_Available data_
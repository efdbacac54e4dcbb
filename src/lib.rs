pub mod cache;
pub mod clock;
pub mod config;
pub mod db;
pub mod errors;
pub mod forms;
pub mod handlers;
pub mod models;
pub mod notify;
pub mod page;
pub mod store;
pub mod table;
pub mod utils;
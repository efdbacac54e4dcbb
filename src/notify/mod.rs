//! Notification channel and confirmation protocol between the controllers
//! and whatever renders them.

use async_trait::async_trait;
use log::{debug, warn};
use serde::Serialize;
use tokio::sync::{mpsc, oneshot};

#[derive(Serialize, Debug, Clone, Copy, PartialEq, Eq)]
#[serde(rename_all = "lowercase")]
pub enum Level {
    Info,
    Error,
}

#[derive(Serialize, Debug, Clone, PartialEq, Eq)]
pub struct Notification {
    pub level: Level,
    pub message: String,
}

impl Notification {
    pub fn info(message: impl Into<String>) -> Self {
        Notification { level: Level::Info, message: message.into() }
    }

    pub fn error(message: impl Into<String>) -> Self {
        Notification { level: Level::Error, message: message.into() }
    }
}

pub trait Notifier: Send + Sync {
    fn notify(&self, notification: Notification);
}

#[derive(Debug, Clone)]
pub struct ChannelNotifier {
    tx: mpsc::UnboundedSender<Notification>,
}

pub fn notification_channel() -> (ChannelNotifier, mpsc::UnboundedReceiver<Notification>) {
    let (tx, rx) = mpsc::unbounded_channel();
    (ChannelNotifier { tx }, rx)
}

impl Notifier for ChannelNotifier {
    fn notify(&self, notification: Notification) {
        debug!("Notification: {:?}", notification);
        if self.tx.send(notification).is_err() {
            warn!("Notification dropped: receiver closed");
        }
    }
}

#[derive(Debug, Clone, PartialEq, Eq)]
pub struct ConfirmRequest {
    pub message: String,
}

/// Asks the user to approve a destructive action.
#[async_trait]
pub trait Confirm: Send + Sync {
    async fn confirm(&self, request: ConfirmRequest) -> bool;
}

/// A confirmation waiting for the user's answer.
#[derive(Debug)]
pub struct PendingConfirmation {
    pub request: ConfirmRequest,
    reply: oneshot::Sender<bool>,
}

impl PendingConfirmation {
    pub fn respond(self, accepted: bool) {
        // Requester may have given up.
        let _ = self.reply.send(accepted);
    }
}

#[derive(Debug, Clone)]
pub struct ChannelConfirmer {
    tx: mpsc::UnboundedSender<PendingConfirmation>,
}

pub fn confirmation_channel() -> (ChannelConfirmer, mpsc::UnboundedReceiver<PendingConfirmation>) {
    let (tx, rx) = mpsc::unbounded_channel();
    (ChannelConfirmer { tx }, rx)
}

#[async_trait]
impl Confirm for ChannelConfirmer {
    /// Declined when the responder goes away without answering.
    async fn confirm(&self, request: ConfirmRequest) -> bool {
        let (reply, answer) = oneshot::channel();
        if self.tx.send(PendingConfirmation { request, reply }).is_err() {
            warn!("Confirmation declined: no responder");
            return false;
        }
        answer.await.unwrap_or(false)
    }
}

/// Answers every request the same way.
#[derive(Debug, Clone, Copy)]
pub struct AutoConfirm(pub bool);

#[async_trait]
impl Confirm for AutoConfirm {
    async fn confirm(&self, _request: ConfirmRequest) -> bool {
        self.0
    }
}
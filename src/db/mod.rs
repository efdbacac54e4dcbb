use log::info;
use sqlx::PgPool;

use crate::errors::AppError;

/// Connects to Postgres and applies pending migrations.
pub async fn create_pool(database_url: &str) -> Result<PgPool, AppError> {
    let pool = PgPool::connect(database_url)
        .await
        .map_err(|err| AppError::DatabaseError(format!("Failed to connect to the database: {}", err)))?;

    sqlx::migrate!("./migrations")
        .run(&pool)
        .await
        .map_err(|err| AppError::DatabaseError(format!("Failed to run migrations: {}", err)))?;
    info!("Database migrations applied");

    Ok(pool)
}
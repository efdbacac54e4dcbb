use std::env;
use std::str::FromStr;

use crate::errors::AppError;

const DEFAULT_BIND_ADDR: &str = "127.0.0.1:8080";

#[derive(Debug, Clone, PartialEq, Eq)]
pub enum StoreBackend {
    Postgres { database_url: String },
    /// Process-local storage, lost on restart.
    Memory,
}

#[derive(Debug, Clone, PartialEq, Eq)]
pub struct Config {
    pub bind_addr: String,
    pub backend: StoreBackend,
}

#[derive(Debug, Clone, Copy, PartialEq, Eq)]
enum BackendKind {
    Postgres,
    Memory,
}

impl FromStr for BackendKind {
    type Err = AppError;

    fn from_str(s: &str) -> Result<Self, Self::Err> {
        match s.trim().to_ascii_lowercase().as_str() {
            "postgres" | "postgresql" => Ok(BackendKind::Postgres),
            "memory" => Ok(BackendKind::Memory),
            other => Err(AppError::InternalServerError(format!(
                "STORE_BACKEND must be 'postgres' or 'memory', got '{}'",
                other
            ))),
        }
    }
}

impl Config {
    /// Reads `BIND_ADDR`, `STORE_BACKEND` and `DATABASE_URL` from the environment.
    pub fn from_env() -> Result<Self, AppError> {
        Self::from_lookup(|key| env::var(key).ok())
    }

    fn from_lookup<F>(lookup: F) -> Result<Self, AppError>
    where
        F: Fn(&str) -> Option<String>,
    {
        let bind_addr = lookup("BIND_ADDR")
            .filter(|v| !v.trim().is_empty())
            .unwrap_or_else(|| DEFAULT_BIND_ADDR.to_string());

        let kind = match lookup("STORE_BACKEND") {
            Some(value) => value.parse()?,
            None => BackendKind::Postgres,
        };

        let backend = match kind {
            BackendKind::Memory => StoreBackend::Memory,
            BackendKind::Postgres => {
                let database_url = lookup("DATABASE_URL")
                    .filter(|v| !v.trim().is_empty())
                    .ok_or_else(|| AppError::InternalServerError("DATABASE_URL must be set".to_string()))?;
                StoreBackend::Postgres { database_url }
            }
        };

        Ok(Config { bind_addr, backend })
    }
}
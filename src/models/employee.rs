use std::cmp::Ordering;

use chrono::{DateTime, Utc};
use serde::{Deserialize, Serialize};
use uuid::Uuid;
use validator::Validate;

use super::{Draft, Entity};
use crate::errors::AppError;
use crate::forms::FieldSet;

#[derive(sqlx::FromRow, Serialize, Deserialize, Debug, Clone, PartialEq)]
pub struct Employee {
    pub id: Uuid,
    pub name: String,
    pub age: i32,
    pub gender: String,
    pub email: String,
    pub created_at: DateTime<Utc>,
}

#[derive(Deserialize, Serialize, Validate, Debug, Clone, PartialEq)]
pub struct EmployeeDraft {
    #[validate(length(min = 1))]
    pub name: String,
    #[validate(range(min = 1, max = 120))]
    pub age: i32,
    #[validate(length(min = 1))]
    pub gender: String,
    #[validate(email)]
    pub email: String,
}

impl Draft for EmployeeDraft {
    fn from_fields(fields: &FieldSet) -> Result<Self, AppError> {
        EmployeeDraft {
            name: fields.require("name")?.to_string(),
            age: fields.parse_integer("age")?,
            gender: fields.require("gender")?.to_string(),
            email: fields.require("email")?.to_string(),
        }
        .prepare()
    }

    fn normalize(self) -> Self {
        EmployeeDraft {
            name: self.name.trim().to_string(),
            age: self.age,
            gender: self.gender.trim().to_string(),
            email: self.email.trim().to_string(),
        }
    }
}

impl Entity for Employee {
    type Draft = EmployeeDraft;

    const COLLECTION: &'static str = "usuarios";
    const LABEL: &'static str = "Usuario";
    const EMPTY_MESSAGE: &'static str = "No hay usuarios para mostrar. ¡Crea uno!";

    fn id(&self) -> Uuid {
        self.id
    }

    fn from_draft(id: Uuid, created_at: DateTime<Utc>, draft: EmployeeDraft) -> Self {
        Employee {
            id,
            name: draft.name,
            age: draft.age,
            gender: draft.gender,
            email: draft.email,
            created_at,
        }
    }

    fn apply(&mut self, draft: EmployeeDraft) {
        self.name = draft.name;
        self.age = draft.age;
        self.gender = draft.gender;
        self.email = draft.email;
    }

    // Most recently created first.
    fn list_order(a: &Self, b: &Self) -> Ordering {
        b.created_at.cmp(&a.created_at)
    }

    fn form_fields(&self) -> FieldSet {
        FieldSet::from([
            ("name", self.name.clone()),
            ("age", self.age.to_string()),
            ("gender", self.gender.clone()),
            ("email", self.email.clone()),
        ])
    }
}
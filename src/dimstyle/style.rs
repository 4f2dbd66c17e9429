use std::collections::{BTreeMap, BTreeSet, HashMap};

use crate::core::error::{DwgError, ErrorKind};
use crate::core::result::Result;
use crate::dimstyle::registry::{self, DimensionVariable};
use crate::dimstyle::value::DimValue;

#[derive(Debug, Clone, Copy, PartialEq, Eq, Hash)]
pub enum UnitSystem {
    Imperial,
    Metric,
}

impl UnitSystem {
    pub fn from_measurement(measurement: i16) -> Result<Self> {
        match measurement {
            0 => Ok(UnitSystem::Imperial),
            1 => Ok(UnitSystem::Metric),
            other => Err(DwgError::new(
                ErrorKind::InvalidValue,
                format!("invalid $MEASUREMENT value: {other}"),
            )),
        }
    }
}

#[derive(Debug, Clone, PartialEq)]
pub struct DimStyleDefinition {
    name: String,
    values: BTreeMap<i16, DimValue>,
}

impl DimStyleDefinition {
    pub fn from_defaults(name: impl Into<String>, unit: UnitSystem) -> Self {
        let values = registry::variables()
            .iter()
            .map(|var| (var.id, var.default_for(unit)))
            .collect();
        Self {
            name: name.into(),
            values,
        }
    }

    pub fn from_values(name: impl Into<String>, values: BTreeMap<i16, DimValue>) -> Result<Self> {
        for (&id, value) in &values {
            let var = registry::lookup_by_id(id).ok_or_else(|| {
                DwgError::new(ErrorKind::UnknownVariable, format!("unknown variable id {id}"))
                    .with_variable(id)
            })?;
            var.validate(value)?;
        }
        if let Some(missing) = registry::variables()
            .iter()
            .find(|var| !values.contains_key(&var.id))
        {
            return Err(DwgError::new(
                ErrorKind::InvalidValue,
                format!("style is missing a value for {}", missing.name),
            )
            .with_variable(missing.id));
        }
        Ok(Self {
            name: name.into(),
            values,
        })
    }

    pub fn name(&self) -> &str {
        &self.name
    }

    pub fn get(&self, name: &str) -> Option<&DimValue> {
        registry::lookup_by_name(name).and_then(|var| self.values.get(&var.id))
    }

    pub fn get_by_id(&self, variable_id: i16) -> Option<&DimValue> {
        self.values.get(&variable_id)
    }

    pub fn with_value(&self, name: &str, value: impl Into<DimValue>) -> Result<Self> {
        let var = lookup_name(name)?;
        let value = value.into();
        var.validate(&value)?;
        let mut out = self.clone();
        out.values.insert(var.id, value);
        Ok(out)
    }

    pub fn iter(&self) -> impl Iterator<Item = (&'static DimensionVariable, &DimValue)> + '_ {
        self.values
            .iter()
            .filter_map(|(&id, value)| registry::lookup_by_id(id).map(|var| (var, value)))
    }

    pub(crate) fn replace(&mut self, variable_id: i16, value: DimValue) -> Option<DimValue> {
        self.values.insert(variable_id, value)
    }
}

#[derive(Debug, Clone, PartialEq)]
pub struct EffectiveStyle {
    style: DimStyleDefinition,
    overridden: BTreeSet<i16>,
}

impl EffectiveStyle {
    pub(crate) fn new(style: DimStyleDefinition, overridden: BTreeSet<i16>) -> Self {
        Self { style, overridden }
    }

    pub fn base_name(&self) -> &str {
        self.style.name()
    }

    pub fn get(&self, name: &str) -> Option<&DimValue> {
        self.style.get(name)
    }

    pub fn get_by_id(&self, variable_id: i16) -> Option<&DimValue> {
        self.style.get_by_id(variable_id)
    }

    // ids whose value differs from the base style
    pub fn overridden(&self) -> impl Iterator<Item = i16> + '_ {
        self.overridden.iter().copied()
    }

    pub fn is_overridden(&self, name: &str) -> bool {
        registry::lookup_by_name(name).is_some_and(|var| self.overridden.contains(&var.id))
    }

    pub fn as_definition(&self) -> &DimStyleDefinition {
        &self.style
    }

    pub fn into_definition(self) -> DimStyleDefinition {
        self.style
    }
}

#[derive(Debug, Clone, Default)]
pub struct DimStyleTable {
    styles: HashMap<String, DimStyleDefinition>,
}

impl DimStyleTable {
    pub fn new() -> Self {
        Self::default()
    }

    pub fn with_standard(unit: UnitSystem) -> Self {
        let mut table = Self::new();
        table.insert(DimStyleDefinition::from_defaults("Standard", unit));
        table
    }

    pub fn insert(&mut self, style: DimStyleDefinition) -> Option<DimStyleDefinition> {
        self.styles.insert(style.name().to_ascii_uppercase(), style)
    }

    pub fn get(&self, name: &str) -> Option<&DimStyleDefinition> {
        self.styles.get(&name.to_ascii_uppercase())
    }

    pub fn require(&self, name: &str) -> Result<&DimStyleDefinition> {
        self.get(name).ok_or_else(|| {
            DwgError::new(ErrorKind::UnknownStyle, format!("dimension style not found: {name}"))
        })
    }

    pub fn len(&self) -> usize {
        self.styles.len()
    }

    pub fn is_empty(&self) -> bool {
        self.styles.is_empty()
    }

    pub fn names(&self) -> Vec<&str> {
        let mut names: Vec<&str> = self.styles.values().map(|style| style.name()).collect();
        names.sort_unstable();
        names
    }
}

pub(crate) fn lookup_name(name: &str) -> Result<&'static DimensionVariable> {
    registry::lookup_by_name(name).ok_or_else(|| {
        DwgError::new(
            ErrorKind::UnknownVariable,
            format!("unknown dimension variable: {name}"),
        )
    })
}
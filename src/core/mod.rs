pub mod config;
pub mod error;
pub mod result;
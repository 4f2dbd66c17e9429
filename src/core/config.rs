#[derive(Debug, Clone)]
pub struct ParseConfig {
    pub app_name: String,
    pub group_name: String,
    pub max_tokens: usize,
    pub validate_values: bool,
}

impl Default for ParseConfig {
    fn default() -> Self {
        Self {
            app_name: "ACAD".to_string(),
            group_name: "DSTYLE".to_string(),
            max_tokens: 4096,
            validate_values: false,
        }
    }
}

#[derive(Debug, Clone)]
pub struct WriterConfig {
    pub strict: bool,
    pub app_name: String,
    pub group_name: String,
}

impl Default for WriterConfig {
    fn default() -> Self {
        Self {
            strict: false,
            app_name: "ACAD".to_string(),
            group_name: "DSTYLE".to_string(),
        }
    }
}
#[derive(Debug, Clone, Default)]
pub struct ByteWriter {
    data: Vec<u8>,
}

impl ByteWriter {
    pub fn new() -> Self {
        Self::default()
    }

    pub fn len(&self) -> usize {
        self.data.len()
    }

    pub fn is_empty(&self) -> bool {
        self.data.is_empty()
    }

    pub fn write_rc(&mut self, value: u8) {
        self.data.push(value);
    }

    pub fn write_rcs(&mut self, values: &[u8]) {
        self.data.extend_from_slice(values);
    }

    pub fn write_rs(&mut self, value: u16) {
        self.write_rcs(&value.to_le_bytes());
    }

    pub fn write_rl(&mut self, value: u32) {
        self.write_rcs(&value.to_le_bytes());
    }

    pub fn write_rd(&mut self, value: f64) {
        self.write_rcs(&value.to_le_bytes());
    }

    pub fn write_3rd(&mut self, value: (f64, f64, f64)) {
        self.write_rd(value.0);
        self.write_rd(value.1);
        self.write_rd(value.2);
    }

    pub fn into_bytes(self) -> Vec<u8> {
        self.data
    }
}

#[cfg(test)]
mod tests {
    use super::ByteWriter;
    use crate::io::ByteReader;

    #[test]
    fn roundtrip_mixed_sequence() {
        let mut writer = ByteWriter::new();
        writer.write_rc(0x46);
        writer.write_rs(0xBEEF);
        writer.write_rl(0xA1B2_C3D4);
        writer.write_3rd((1.0, -2.0, 0.125));
        let bytes = writer.into_bytes();
        assert_eq!(bytes.len(), 1 + 2 + 4 + 24);

        let mut reader = ByteReader::new(&bytes);
        assert_eq!(reader.read_rc().unwrap(), 0x46);
        assert_eq!(reader.read_rs().unwrap(), 0xBEEF);
        assert_eq!(reader.read_rl().unwrap(), 0xA1B2_C3D4);
        assert_eq!(reader.read_3rd().unwrap(), (1.0, -2.0, 0.125));
    }
}
use std::collections::{BTreeSet, HashSet};

use tracing::debug;

use crate::core::error::{DwgError, ErrorKind};
use crate::core::result::Result;
use crate::dimstyle::overrides::{OverrideRecord, OverrideSet};
use crate::dimstyle::registry;
use crate::dimstyle::style::{DimStyleDefinition, EffectiveStyle};

pub fn resolve(base: &DimStyleDefinition, overrides: &OverrideSet) -> Result<EffectiveStyle> {
    let mut style = base.clone();
    let mut seen = HashSet::new();
    for (index, record) in overrides.iter().enumerate() {
        let var = registry::lookup_by_id(record.variable_id).ok_or_else(|| {
            DwgError::new(
                ErrorKind::UnknownVariable,
                format!("unknown dimension variable id {}", record.variable_id),
            )
            .with_offset(index as u64)
            .with_variable(record.variable_id)
        })?;
        var.validate(&record.value)
            .map_err(|err| err.with_offset(index as u64))?;
        if !seen.insert(var.id) {
            debug!(variable = var.name, "later override supersedes earlier one");
        }
        style.replace(var.id, record.value.clone());
    }

    let overridden: BTreeSet<i16> = seen
        .into_iter()
        .filter(|&id| style.get_by_id(id) != base.get_by_id(id))
        .collect();
    debug!(
        style = base.name(),
        records = overrides.len(),
        changed = overridden.len(),
        "resolved effective dimension style"
    );
    Ok(EffectiveStyle::new(style, overridden))
}

pub fn diff(base: &DimStyleDefinition, target: &DimStyleDefinition) -> OverrideSet {
    target
        .iter()
        .filter(|(var, value)| base.get_by_id(var.id) != Some(*value))
        .map(|(var, value)| OverrideRecord::new(var.id, value.clone()))
        .collect()
}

_What is being asked_
Isolate the lines above that contain the word "PartialEq" and copy them.

_Exercise answer_
#[derive(Serialize, Debug, Clone, Copy, PartialEq, Eq)]
#[derive(Serialize, Debug, Clone, PartialEq, Eq)]
#[derive(Debug, Clone, PartialEq, Eq)]
#[derive(Debug, Clone, PartialEq, Eq)]
#[derive(Debug, Clone, PartialEq, Eq)]
#[derive(Debug, Clone, Copy, PartialEq, Eq)]
#[derive(sqlx::FromRow, Serialize, Deserialize, Debug, Clone, PartialEq)]
#[derive(Deserialize, Serialize, Validate, Debug, Clone, PartialEq)]
#[derive(Debug, Clone, Copy, PartialEq, Eq, Hash)]
#[derive(Debug, Clone, PartialEq)]
#[derive(Debug, Clone, PartialEq)]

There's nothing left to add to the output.